Task
Please print each record below exactly as it is written.

+---+

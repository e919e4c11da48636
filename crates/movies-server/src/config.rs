use std::{path::PathBuf, time::Duration};

use crate::error::{Error, Result};
use anyhow::Context as _;
pub use clap::Parser;
use movies_app::state::AppConfig;
use tower_cookies::Key;

#[derive(Debug, Clone, clap::Parser)]
pub struct ServerConfig {
    #[arg(
        short,
        long,
        default_value_t = 3000,
        env = "MOVIES_LISTEN_PORT",
        help = "Port to listen on"
    )]
    pub port: u16,
    #[arg(
        short,
        long,
        default_value = "127.0.0.1",
        env = "MOVIES_LISTEN_ADDRESS",
        help = "Address to listen on"
    )]
    pub listen_address: String,

    #[arg(
        long,
        env = "MOVIES_DATABASE_URL",
        help = "Database URL e.g. sqlite://file.db, default is sqlite://[data-dir]/movies.db, where data-dir is set by --data-dir"
    )]
    database_url: Option<String>,

    #[arg(
        long,
        env = "MOVIES_DATA_DIR",
        help = "Data directory (database), default is system default like ~/.local/share/movies",
        default_value_t = default_data_dir()
    )]
    data_dir: String,

    #[arg(
        long,
        env = "MOVIES_STATIC_DIR",
        help = "Directory with static files (front end), served for paths not handled by controllers"
    )]
    pub static_dir: Option<PathBuf>,

    #[arg(
        long,
        env = "MOVIES_TOKEN_EXPIRY",
        default_value = "1h",
        help = "Anti-forgery token lifetime in human friendly format (e.g. 1d, 1h, 1m, 1s - or combined), renewed with each form",
        value_parser = humantime::parse_duration
    )]
    pub token_expiry: Duration,

    #[arg(
        long,
        env = "MOVIES_TOKEN_COOKIE",
        default_value = "movies_antiforgery",
        help = "Name of anti-forgery cookie"
    )]
    pub token_cookie: String,

    #[arg(
        long,
        env = "MOVIES_TOKEN_SECRET",
        help = "Secret (at least 64 bytes) signing anti-forgery cookies, random on each start if not set"
    )]
    token_secret: Option<String>,

    #[arg(long, env = "MOVIES_SECURE_COOKIE", help = "Send anti-forgery cookie only over HTTPS")]
    pub secure_cookie: bool,

    #[arg(
        long,
        env = "MOVIES_FORM_LIMIT_KB",
        default_value = "64",
        help = "Maximum size of submitted form in KB"
    )]
    pub form_limit_kb: usize,

    #[arg(long, env = "MOVIES_CORS", help = "Enable permissive CORS")]
    pub cors: bool,
}

fn default_data_dir() -> String {
    dirs::data_dir()
        .map(|p| p.join("movies"))
        .unwrap_or_else(|| PathBuf::from("movies"))
        .to_string_lossy()
        .to_string()
}

impl ServerConfig {
    pub fn load() -> Result<Self> {
        ServerConfig::try_parse().map_err(|e| e.into())
    }

    pub fn data_dir(&self) -> PathBuf {
        PathBuf::from(&self.data_dir)
    }

    pub fn database_url(&self) -> String {
        self.database_url
            .clone()
            .unwrap_or_else(|| format!("sqlite://{}/movies.db", self.data_dir))
    }

    /// Key signing anti-forgery cookies.
    pub fn token_key(&self) -> Result<Key> {
        match &self.token_secret {
            Some(secret) => Key::try_from(secret.as_bytes())
                .context("Token secret must have at least 64 bytes"),
            None => Ok(Key::generate()),
        }
    }
}

impl TryFrom<&ServerConfig> for AppConfig {
    type Error = Error;

    fn try_from(config: &ServerConfig) -> Result<Self> {
        Ok(AppConfig {
            form_size_limit: config.form_limit_kb * 1024,
            token_cookie: config.token_cookie.clone(),
            secure_cookie: config.secure_cookie,
            token_max_age: time::Duration::try_from(config.token_expiry)?,
        })
    }
}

+---+

Exercise answer
repository e919e4c11da48636
filename crates/movies-server/src/config.rs
use std::{path::PathBuf, time::Duration};

use crate::error::{Error, Result};
use anyhow::Context as _;
pub use clap::Parser;
use movies_app::state::AppConfig;
use tower_cookies::Key;

#[derive(Debug, Clone, clap::Parser)]
pub struct ServerConfig {
    #[arg(
        short,
        long,
        default_value_t = 3000,
        env = "MOVIES_LISTEN_PORT",
        help = "Port to listen on"
    )]
    pub port: u16,
    #[arg(
        short,
        long,
        default_value = "127.0.0.1",
        env = "MOVIES_LISTEN_ADDRESS",
        help = "Address to listen on"
    )]
    pub listen_address: String,

    #[arg(
        long,
        env = "MOVIES_DATABASE_URL",
        help = "Database URL e.g. sqlite://file.db, default is sqlite://[data-dir]/movies.db, where data-dir is set by --data-dir"
    )]
    database_url: Option<String>,

    #[arg(
        long,
        env = "MOVIES_DATA_DIR",
        help = "Data directory (database), default is system default like ~/.local/share/movies",
        default_value_t = default_data_dir()
    )]
    data_dir: String,

    #[arg(
        long,
        env = "MOVIES_STATIC_DIR",
        help = "Directory with static files (front end), served for paths not handled by controllers"
    )]
    pub static_dir: Option<PathBuf>,

    #[arg(
        long,
        env = "MOVIES_TOKEN_EXPIRY",
        default_value = "1h",
        help = "Anti-forgery token lifetime in human friendly format (e.g. 1d, 1h, 1m, 1s - or combined), renewed with each form",
        value_parser = humantime::parse_duration
    )]
    pub token_expiry: Duration,

    #[arg(
        long,
        env = "MOVIES_TOKEN_COOKIE",
        default_value = "movies_antiforgery",
        help = "Name of anti-forgery cookie"
    )]
    pub token_cookie: String,

    #[arg(
        long,
        env = "MOVIES_TOKEN_SECRET",
        help = "Secret (at least 64 bytes) signing anti-forgery cookies, random on each start if not set"
    )]
    token_secret: Option<String>,

    #[arg(long, env = "MOVIES_SECURE_COOKIE", help = "Send anti-forgery cookie only over HTTPS")]
    pub secure_cookie: bool,

    #[arg(
        long,
        env = "MOVIES_FORM_LIMIT_KB",
        default_value = "64",
        help = "Maximum size of submitted form in KB"
    )]
    pub form_limit_kb: usize,

    #[arg(long, env = "MOVIES_CORS", help = "Enable permissive CORS")]
    pub cors: bool,
}

fn default_data_dir() -> String {
    dirs::data_dir()
        .map(|p| p.join("movies"))
        .unwrap_or_else(|| PathBuf::from("movies"))
        .to_string_lossy()
        .to_string()
}

impl ServerConfig {
    pub fn load() -> Result<Self> {
        ServerConfig::try_parse().map_err(|e| e.into())
    }

    pub fn data_dir(&self) -> PathBuf {
        PathBuf::from(&self.data_dir)
    }

    pub fn database_url(&self) -> String {
        self.database_url
            .clone()
            .unwrap_or_else(|| format!("sqlite://{}/movies.db", self.data_dir))
    }

    /// Key signing anti-forgery cookies.
    pub fn token_key(&self) -> Result<Key> {
        match &self.token_secret {
            Some(secret) => Key::try_from(secret.as_bytes())
                .context("Token secret must have at least 64 bytes"),
            None => Ok(Key::generate()),
        }
    }
}

impl TryFrom<&ServerConfig> for AppConfig {
    type Error = Error;

    fn try_from(config: &ServerConfig) -> Result<Self> {
        Ok(AppConfig {
            form_size_limit: config.form_limit_kb * 1024,
            token_cookie: config.token_cookie.clone(),
            secure_cookie: config.secure_cookie,
            token_max_age: time::Duration::try_from(config.token_expiry)?,
        })
    }
}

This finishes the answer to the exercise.